How zonal statistics tools work

A zonal statistics operation is one that calculates statistics on cell values of a raster (a value raster) within the zones defined by another dataset. There are two tools that calculate statistics by zones, Zonal Statistics and Zonal Statistics as Table.

The Zonal Statistics tool calculates only one statistic at a time and creates a raster output. This value becomes the cell value of the raster output for the cells corresponding to that zone. If a zone feature contains overlapping zones, the statistic is computed for only one zone because a cell in the output raster can represent only one value.

The Zonal Statistics as Table tool calculates one or multiple statistics using predefined subsets or all statistics and creates a table output. As with Zonal Statistics, the resulting statistic is a single value for each zone. There is one record per zone in the output table and statistics values are reported in predefined fields. If the zone input is a feature and it contains overlapping zones, statistics are computed for all zones and the output is reported in individual records for each zone.

The input zone layer defines the shape, values, and locations of the zones, which can be either raster or feature. During the zonal operation, feature data is first converted to a raster. In raster data, a zone is all the cells that have the same value, whether they are contiguous or not. Each zone must have a unique identity and if it is a raster, it must have an integer data type. Any integer or string field of unique values in the zone input can be specified to define the zones.

The input value raster contains the values used in calculating the output statistic for each zone. It can either be of integer or float data type.

In the following illustration, the mean of the value input is identified for each zone:

Example inputs and output from Zonal Statistics
Example inputs and output from Zonal Statistics are shown. Light grey cells represent NoData.

How cells in a value raster are identified for a raster zone

To calculate a statistic, the tool first extracts cell values from the value raster for all cells that fall within each zone. This identification of cells in a value raster within a zone is done by overlaying zones on the value raster.

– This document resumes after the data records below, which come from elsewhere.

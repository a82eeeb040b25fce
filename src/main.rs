use modalview::{
    initialize_logging, Config, ConfirmOptions, ConfirmView, EventCallback, EventKind, Modal,
    ModalOptions, ModalView, PromptView, SectionSource, Theme, ViewError, ViewResult,
};

use std::{
    env, io, process,
    sync::{Arc, Mutex},
    time::Duration,
};

use crossterm::{
    event::{self, DisableMouseCapture, EnableMouseCapture, Event, KeyCode, KeyEvent, MouseEvent},
    execute,
    terminal::{disable_raw_mode, enable_raw_mode, EnterAlternateScreen, LeaveAlternateScreen},
};
use ratatui::{
    backend::CrosstermBackend,
    layout::{Constraint, Direction, Layout},
    widgets::{Block, Borders, Paragraph},
    Frame, Terminal,
};
use tracing::{debug, info, warn};

/// Shared notification log shown at the bottom of the demo screen
type EventLog = Arc<Mutex<Vec<String>>>;

/// All notification kinds a view can raise
const ALL_KINDS: [EventKind; 8] = [
    EventKind::Show,
    EventKind::Hide,
    EventKind::HeaderChanged,
    EventKind::ContentChanged,
    EventKind::FooterChanged,
    EventKind::ButtonPress,
    EventKind::Confirmed,
    EventKind::Canceled,
];

fn main() -> ViewResult<()> {
    // Parse command line arguments first (before logging to avoid noise)
    let args: Vec<String> = env::args().collect();

    // Handle version flag
    if args.contains(&"--version".to_string()) || args.contains(&"-V".to_string()) {
        println!("{} {}", env!("CARGO_PKG_NAME"), env!("CARGO_PKG_VERSION"));
        process::exit(0);
    }

    // Handle help flag
    if args.contains(&"--help".to_string()) || args.contains(&"-h".to_string()) {
        print_help();
        process::exit(0);
    }

    // Initialize logging
    initialize_logging().map_err(|e| ViewError::terminal(e.to_string()))?;

    // Check if we should run in demo mode or TUI mode
    let demo_mode = args.contains(&"--demo".to_string())
        || env::var("MODALVIEW_DEMO_MODE").is_ok()
        || env::var("TERM").unwrap_or_default().is_empty();

    if demo_mode {
        info!("modalview demo mode starting");
        run_demo_mode()
    } else {
        info!("modalview TUI starting");
        run_tui_mode()
    }
}

/// Non-interactive walkthrough of the three views for terminals that
/// cannot enter TUI mode
fn run_demo_mode() -> ViewResult<()> {
    let config = Config::load()?;
    info!("Configuration loaded: {}", config.app.name);

    let log: EventLog = Arc::new(Mutex::new(Vec::new()));

    let mut modal = ModalView::new(ModalOptions {
        header: Some(SectionSource::text("Demo")),
        content: Some(SectionSource::text("Hello from modalview")),
        ..ModalOptions::default()
    });
    observe(|kind, cb| modal.on(kind, cb), "modal", &log);

    modal.show()?;
    modal.set_content("Updated content");
    modal.hide();

    let mut prompt = PromptView::new(ConfirmOptions::default())?;
    observe(|kind, cb| prompt.on(kind, cb), "prompt", &log);

    let resolution = Arc::clone(&log);
    prompt.prompt(move |outcome| push_entry(&resolution, "prompt", &format!("resolved {:?}", outcome)))?;
    // No input arrives in demo mode; hiding resolves the prompt as canceled
    prompt.hide();

    info!("Notifications observed:");
    if let Ok(entries) = log.lock() {
        for entry in entries.iter() {
            info!("  {}", entry);
        }
    }

    info!("Key bindings in TUI mode:");
    info!("  1 - Open base modal");
    info!("  2 - Open confirm modal");
    info!("  3 - Open prompt modal");
    info!("  c - Update the content of the open modal");
    info!("  Left/Right + Enter - Navigate and press buttons");
    info!("  Esc - Close the open modal");
    info!("  q - Quit");

    info!("modalview demo finished");
    Ok(())
}

fn print_help() {
    println!("{} {}", env!("CARGO_PKG_NAME"), env!("CARGO_PKG_VERSION"));
    println!("{}", env!("CARGO_PKG_DESCRIPTION"));
    println!();
    println!("USAGE:");
    println!("    modalview-demo [OPTIONS]");
    println!();
    println!("OPTIONS:");
    println!("    -h, --help       Print this help message and exit");
    println!("    -V, --version    Print version information and exit");
    println!("        --demo       Run in demo mode (non-interactive)");
    println!();
    println!("ENVIRONMENT:");
    println!("    MODALVIEW_DEMO_MODE   Set to run in demo mode");
    println!("    RUST_LOG              Set logging level (debug, info, warn, error)");
}

fn run_tui_mode() -> ViewResult<()> {
    match DemoApp::new() {
        Ok(app) => app.run(),
        Err(e) => {
            warn!("Failed to initialize TUI: {}. Running in demo mode.", e);
            run_demo_mode()
        }
    }
}

/// Interactive demo application driving the three views
struct DemoApp {
    config: Config,
    theme: Theme,
    modal: ModalView,
    confirm: ConfirmView,
    prompt: PromptView,
    log: EventLog,
    content_updates: usize,
    should_quit: bool,
}

impl DemoApp {
    fn new() -> ViewResult<Self> {
        let config = Config::load()?;
        let theme = Theme::load(&config.ui.theme)?;
        let log: EventLog = Arc::new(Mutex::new(Vec::new()));

        let mut modal = ModalView::new(ModalOptions {
            header: Some(SectionSource::text("Modal")),
            content: Some(SectionSource::text(
                "A base modal. Click the overlay or press Esc to close.",
            )),
            footer: Some(SectionSource::text("modalview")),
            ..ModalOptions::default()
        });
        observe(|kind, cb| modal.on(kind, cb), "modal", &log);

        let mut confirm = ConfirmView::new(ConfirmOptions {
            modal: ModalOptions {
                header: Some(SectionSource::text("Confirm")),
                content: Some(SectionSource::text("Press a button; the label is reported.")),
                ..ModalOptions::default()
            },
            buttons: vec!["Yes".to_string(), "No".to_string()],
            on_button_pressed: None,
        });
        observe(|kind, cb| confirm.on(kind, cb), "confirm", &log);

        let mut prompt = PromptView::new(ConfirmOptions {
            modal: ModalOptions {
                header: Some(SectionSource::text("Prompt")),
                content: Some(SectionSource::text("OK confirms, Cancel cancels.")),
                ..ModalOptions::default()
            },
            buttons: vec!["OK".to_string(), "Cancel".to_string()],
            on_button_pressed: None,
        })?;
        observe(|kind, cb| prompt.on(kind, cb), "prompt", &log);

        modal.set_size_percent(config.ui.width_percent, config.ui.height_percent);
        modal.set_dismiss_on_overlay_click(config.ui.dismiss_on_overlay_click);
        confirm.set_size_percent(config.ui.width_percent, config.ui.height_percent);
        confirm.set_dismiss_on_overlay_click(config.ui.dismiss_on_overlay_click);
        prompt.set_size_percent(config.ui.width_percent, config.ui.height_percent);
        prompt.set_dismiss_on_overlay_click(config.ui.dismiss_on_overlay_click);

        Ok(Self {
            config,
            theme,
            modal,
            confirm,
            prompt,
            log,
            content_updates: 0,
            should_quit: false,
        })
    }

    fn run(mut self) -> ViewResult<()> {
        self.setup_terminal()?;

        let result = self.main_loop();

        self.cleanup_terminal()?;

        result
    }

    fn setup_terminal(&self) -> ViewResult<()> {
        enable_raw_mode()?;
        let mut stdout = io::stdout();
        if self.config.ui.enable_mouse {
            execute!(stdout, EnterAlternateScreen, EnableMouseCapture)?;
        } else {
            execute!(stdout, EnterAlternateScreen)?;
        }
        Ok(())
    }

    fn cleanup_terminal(&self) -> ViewResult<()> {
        disable_raw_mode()?;
        let mut stdout = io::stdout();
        if self.config.ui.enable_mouse {
            execute!(stdout, LeaveAlternateScreen, DisableMouseCapture)?;
        } else {
            execute!(stdout, LeaveAlternateScreen)?;
        }
        Ok(())
    }

    fn main_loop(&mut self) -> ViewResult<()> {
        let backend = CrosstermBackend::new(io::stdout());
        let mut terminal = Terminal::new(backend)?;

        info!("Entering demo main loop");

        loop {
            terminal.draw(|f| self.render(f))?;

            if event::poll(Duration::from_millis(100))? {
                match event::read()? {
                    Event::Key(key) => self.handle_key(key)?,
                    Event::Mouse(mouse) => self.handle_mouse(mouse)?,
                    Event::Resize(width, height) => {
                        debug!("Terminal resized to {}x{}", width, height);
                    }
                    _ => {}
                }
            }

            if self.should_quit {
                info!("Demo quit requested");
                break;
            }
        }

        Ok(())
    }

    fn render(&mut self, frame: &mut Frame) {
        let chunks = Layout::default()
            .direction(Direction::Vertical)
            .constraints([Constraint::Min(4), Constraint::Length(8)])
            .split(frame.size());

        // Background with key bindings
        let background = Paragraph::new(
            "1: modal   2: confirm   3: prompt   c: update content   q: quit",
        )
        .block(
            Block::default()
                .borders(Borders::ALL)
                .title("modalview demo")
                .border_style(self.theme.border_style()),
        )
        .style(self.theme.text_style());
        frame.render_widget(background, chunks[0]);

        // Notification log
        let entries = match self.log.lock() {
            Ok(entries) => {
                let start = entries.len().saturating_sub(6);
                entries[start..].join("\n")
            }
            Err(_) => String::new(),
        };
        let log_panel = Paragraph::new(entries)
            .block(
                Block::default()
                    .borders(Borders::ALL)
                    .title("notifications")
                    .border_style(self.theme.border_style()),
            )
            .style(self.theme.muted_style());
        frame.render_widget(log_panel, chunks[1]);

        // Views render over the background; hidden views are no-ops
        let area = frame.size();
        self.modal.render(frame, area, &self.theme);
        self.confirm.render(frame, area, &self.theme);
        self.prompt.render(frame, area, &self.theme);
    }

    fn handle_key(&mut self, key: KeyEvent) -> ViewResult<()> {
        if self.modal.is_visible() {
            if let KeyCode::Char('c') = key.code {
                self.content_updates += 1;
                self.modal
                    .set_content(format!("Content updated {} time(s)", self.content_updates));
                return Ok(());
            }
            self.modal.handle_key_event(key)?;
            return Ok(());
        }
        if self.confirm.is_visible() {
            self.confirm.handle_key_event(key)?;
            return Ok(());
        }
        if self.prompt.is_visible() {
            self.prompt.handle_key_event(key)?;
            return Ok(());
        }

        match key.code {
            KeyCode::Char('q') | KeyCode::Esc => {
                self.should_quit = true;
            }
            KeyCode::Char('1') => self.modal.show()?,
            KeyCode::Char('2') => self.confirm.show()?,
            KeyCode::Char('3') => {
                let log = Arc::clone(&self.log);
                self.prompt.prompt(move |outcome| {
                    push_entry(&log, "prompt", &format!("resolved {:?}", outcome));
                })?;
            }
            _ => {}
        }

        Ok(())
    }

    fn handle_mouse(&mut self, mouse: MouseEvent) -> ViewResult<()> {
        if self.modal.is_visible() {
            self.modal.handle_mouse_event(mouse)?;
        } else if self.confirm.is_visible() {
            self.confirm.handle_mouse_event(mouse)?;
        } else if self.prompt.is_visible() {
            self.prompt.handle_mouse_event(mouse)?;
        }
        Ok(())
    }
}

/// Subscribe a log entry for every notification kind of one view
fn observe<F>(mut subscribe: F, name: &'static str, log: &EventLog)
where
    F: FnMut(EventKind, EventCallback),
{
    for kind in ALL_KINDS {
        let log = Arc::clone(log);
        subscribe(
            kind,
            Box::new(move |event| push_entry(&log, name, &format!("{:?}", event))),
        );
    }
}

fn push_entry(log: &EventLog, name: &str, message: &str) {
    if let Ok(mut entries) = log.lock() {
        entries.push(format!("{}: {}", name, message));
    }
}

When the zone and value inputs are both rasters of the same cell size and the cells are aligned, the cell values of the value raster that overlays that of the zones are extracted and statistics are calculated.

A zone raster overlaid on the value raster showing with the extracted cells highlighted
A zone raster overlaid on the value raster showing with the extracted cells highlighted.

When either the cell size or alignment of the zone raster is different from that of the value raster, the cells between the zone and value rasters cannot be overlaid perfectly on each other. The tool then internally adjusts one or both rasters to achieve this perfect overlay of cells. This adjustment is done following some simple rules. When the cell size of the zone raster and the value raster is different, the output cell size will be the Maximum Of Inputs value, and the value raster will be used as the snap raster internally. If the cell size is the same but the cells are not aligned, the value raster will be used as the snap raster internally. Either of these cases will trigger an internal resampling before the zonal operation is performed.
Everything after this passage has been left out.